[Items from a data source]
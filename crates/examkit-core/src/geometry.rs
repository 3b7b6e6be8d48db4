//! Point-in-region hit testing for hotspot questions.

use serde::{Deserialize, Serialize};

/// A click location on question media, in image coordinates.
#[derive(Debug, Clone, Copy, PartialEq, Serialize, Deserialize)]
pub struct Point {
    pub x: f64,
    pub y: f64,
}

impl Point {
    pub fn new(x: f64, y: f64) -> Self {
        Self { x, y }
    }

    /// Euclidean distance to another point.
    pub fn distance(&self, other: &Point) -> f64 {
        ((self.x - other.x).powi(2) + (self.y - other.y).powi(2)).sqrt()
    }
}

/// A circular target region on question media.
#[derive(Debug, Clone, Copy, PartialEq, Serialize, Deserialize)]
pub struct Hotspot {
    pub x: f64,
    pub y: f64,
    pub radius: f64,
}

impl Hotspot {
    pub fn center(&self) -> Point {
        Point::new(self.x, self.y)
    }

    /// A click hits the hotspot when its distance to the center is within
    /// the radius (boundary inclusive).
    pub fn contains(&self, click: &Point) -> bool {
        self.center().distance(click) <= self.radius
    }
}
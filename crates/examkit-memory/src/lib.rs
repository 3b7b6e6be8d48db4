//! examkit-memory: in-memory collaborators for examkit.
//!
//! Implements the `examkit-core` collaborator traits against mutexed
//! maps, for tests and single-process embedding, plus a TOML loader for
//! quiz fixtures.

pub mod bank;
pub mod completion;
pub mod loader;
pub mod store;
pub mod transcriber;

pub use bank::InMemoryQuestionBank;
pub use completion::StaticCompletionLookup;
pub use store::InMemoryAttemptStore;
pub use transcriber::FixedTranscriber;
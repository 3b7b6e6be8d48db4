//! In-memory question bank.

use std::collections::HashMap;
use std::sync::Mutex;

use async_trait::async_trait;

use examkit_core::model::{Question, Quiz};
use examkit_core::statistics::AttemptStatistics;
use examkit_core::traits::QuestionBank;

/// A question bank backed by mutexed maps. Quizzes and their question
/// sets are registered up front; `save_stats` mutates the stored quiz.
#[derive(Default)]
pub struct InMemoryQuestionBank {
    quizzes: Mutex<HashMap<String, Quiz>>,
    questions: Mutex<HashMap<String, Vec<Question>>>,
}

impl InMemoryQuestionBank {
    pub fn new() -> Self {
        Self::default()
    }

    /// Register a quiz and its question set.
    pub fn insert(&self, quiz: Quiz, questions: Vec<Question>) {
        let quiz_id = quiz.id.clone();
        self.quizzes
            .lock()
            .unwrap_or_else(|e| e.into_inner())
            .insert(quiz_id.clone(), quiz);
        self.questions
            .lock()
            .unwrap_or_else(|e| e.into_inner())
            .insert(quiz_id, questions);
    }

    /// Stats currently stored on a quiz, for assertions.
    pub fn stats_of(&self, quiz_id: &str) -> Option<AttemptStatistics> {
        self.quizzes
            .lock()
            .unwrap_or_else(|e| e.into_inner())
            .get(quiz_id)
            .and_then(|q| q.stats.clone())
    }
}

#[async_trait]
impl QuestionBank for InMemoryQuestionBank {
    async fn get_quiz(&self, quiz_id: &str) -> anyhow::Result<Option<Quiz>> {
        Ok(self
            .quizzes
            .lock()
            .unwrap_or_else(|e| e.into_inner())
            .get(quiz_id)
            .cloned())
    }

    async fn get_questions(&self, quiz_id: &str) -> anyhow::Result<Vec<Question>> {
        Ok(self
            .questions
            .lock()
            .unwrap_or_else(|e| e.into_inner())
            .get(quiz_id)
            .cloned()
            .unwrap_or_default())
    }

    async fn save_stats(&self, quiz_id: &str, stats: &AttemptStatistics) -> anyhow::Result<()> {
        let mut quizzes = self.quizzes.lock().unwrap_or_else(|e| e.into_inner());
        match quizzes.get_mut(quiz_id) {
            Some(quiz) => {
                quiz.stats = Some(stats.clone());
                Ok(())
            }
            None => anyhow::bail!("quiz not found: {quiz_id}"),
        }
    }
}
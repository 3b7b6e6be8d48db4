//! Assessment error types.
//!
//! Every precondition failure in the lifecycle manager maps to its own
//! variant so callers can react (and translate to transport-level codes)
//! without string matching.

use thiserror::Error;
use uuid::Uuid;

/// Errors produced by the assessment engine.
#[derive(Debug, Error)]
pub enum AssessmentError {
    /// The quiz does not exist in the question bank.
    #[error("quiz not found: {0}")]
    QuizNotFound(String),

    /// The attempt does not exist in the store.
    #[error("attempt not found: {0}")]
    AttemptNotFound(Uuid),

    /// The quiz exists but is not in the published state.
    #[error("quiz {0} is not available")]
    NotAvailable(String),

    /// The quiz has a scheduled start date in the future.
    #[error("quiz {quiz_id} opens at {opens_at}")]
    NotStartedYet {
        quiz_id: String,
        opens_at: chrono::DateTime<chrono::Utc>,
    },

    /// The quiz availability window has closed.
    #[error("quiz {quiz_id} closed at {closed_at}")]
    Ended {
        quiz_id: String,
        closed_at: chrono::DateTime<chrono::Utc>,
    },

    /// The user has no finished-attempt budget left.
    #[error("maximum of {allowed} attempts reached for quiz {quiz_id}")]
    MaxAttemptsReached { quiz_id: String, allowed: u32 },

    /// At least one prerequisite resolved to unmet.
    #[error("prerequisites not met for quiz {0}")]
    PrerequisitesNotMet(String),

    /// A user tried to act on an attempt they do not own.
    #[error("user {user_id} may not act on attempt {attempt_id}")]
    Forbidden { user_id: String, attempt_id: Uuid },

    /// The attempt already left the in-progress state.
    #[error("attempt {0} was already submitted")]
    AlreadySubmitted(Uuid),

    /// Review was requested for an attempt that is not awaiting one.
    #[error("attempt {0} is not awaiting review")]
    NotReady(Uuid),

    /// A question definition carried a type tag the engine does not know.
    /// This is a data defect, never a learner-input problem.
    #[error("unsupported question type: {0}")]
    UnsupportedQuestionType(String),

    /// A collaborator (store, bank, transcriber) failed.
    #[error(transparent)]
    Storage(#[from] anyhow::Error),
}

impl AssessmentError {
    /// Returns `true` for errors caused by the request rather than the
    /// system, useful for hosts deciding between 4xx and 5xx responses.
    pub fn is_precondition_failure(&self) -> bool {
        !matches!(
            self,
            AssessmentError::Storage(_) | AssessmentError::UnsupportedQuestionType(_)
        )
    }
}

* * *

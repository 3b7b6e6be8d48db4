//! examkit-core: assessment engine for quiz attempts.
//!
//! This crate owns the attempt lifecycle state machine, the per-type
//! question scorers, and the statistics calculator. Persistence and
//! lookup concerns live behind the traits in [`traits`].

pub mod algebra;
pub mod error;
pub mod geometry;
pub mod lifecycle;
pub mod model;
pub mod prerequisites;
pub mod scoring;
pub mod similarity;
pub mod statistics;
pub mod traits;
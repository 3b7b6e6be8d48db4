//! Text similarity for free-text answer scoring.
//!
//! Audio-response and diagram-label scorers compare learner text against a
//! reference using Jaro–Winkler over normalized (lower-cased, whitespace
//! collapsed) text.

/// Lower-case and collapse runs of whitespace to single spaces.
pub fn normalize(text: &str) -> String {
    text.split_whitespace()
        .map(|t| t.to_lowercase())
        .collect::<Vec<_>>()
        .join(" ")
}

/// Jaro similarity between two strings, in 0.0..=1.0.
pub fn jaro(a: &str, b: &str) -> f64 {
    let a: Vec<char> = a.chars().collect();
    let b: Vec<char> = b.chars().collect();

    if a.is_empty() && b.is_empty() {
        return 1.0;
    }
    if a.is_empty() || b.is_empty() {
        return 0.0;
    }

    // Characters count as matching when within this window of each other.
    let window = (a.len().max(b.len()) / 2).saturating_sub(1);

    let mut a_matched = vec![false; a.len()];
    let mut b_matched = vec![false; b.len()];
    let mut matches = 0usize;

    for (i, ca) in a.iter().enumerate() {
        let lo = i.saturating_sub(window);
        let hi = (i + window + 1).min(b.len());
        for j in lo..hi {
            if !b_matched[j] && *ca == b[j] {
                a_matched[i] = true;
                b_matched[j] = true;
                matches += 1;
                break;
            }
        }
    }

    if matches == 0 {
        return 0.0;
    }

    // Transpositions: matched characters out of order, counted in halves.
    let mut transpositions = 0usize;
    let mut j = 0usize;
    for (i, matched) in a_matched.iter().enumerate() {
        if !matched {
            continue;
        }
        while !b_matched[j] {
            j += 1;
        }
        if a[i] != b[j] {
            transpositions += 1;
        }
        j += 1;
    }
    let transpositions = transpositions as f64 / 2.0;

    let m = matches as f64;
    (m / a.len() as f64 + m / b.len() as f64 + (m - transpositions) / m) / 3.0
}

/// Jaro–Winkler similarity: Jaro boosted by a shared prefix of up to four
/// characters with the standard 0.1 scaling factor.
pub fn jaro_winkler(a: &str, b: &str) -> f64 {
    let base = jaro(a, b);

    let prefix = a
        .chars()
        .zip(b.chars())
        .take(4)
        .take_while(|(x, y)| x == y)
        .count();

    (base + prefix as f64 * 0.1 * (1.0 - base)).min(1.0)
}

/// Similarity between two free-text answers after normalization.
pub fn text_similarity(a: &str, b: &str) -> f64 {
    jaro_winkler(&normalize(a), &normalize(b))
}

_Goal of the exercise_
Note each line above that contains "against" and copy it out.

_Task response_
//! Implements the `examkit-core` collaborator traits against mutexed
//! Audio-response and diagram-label scorers compare learner text against a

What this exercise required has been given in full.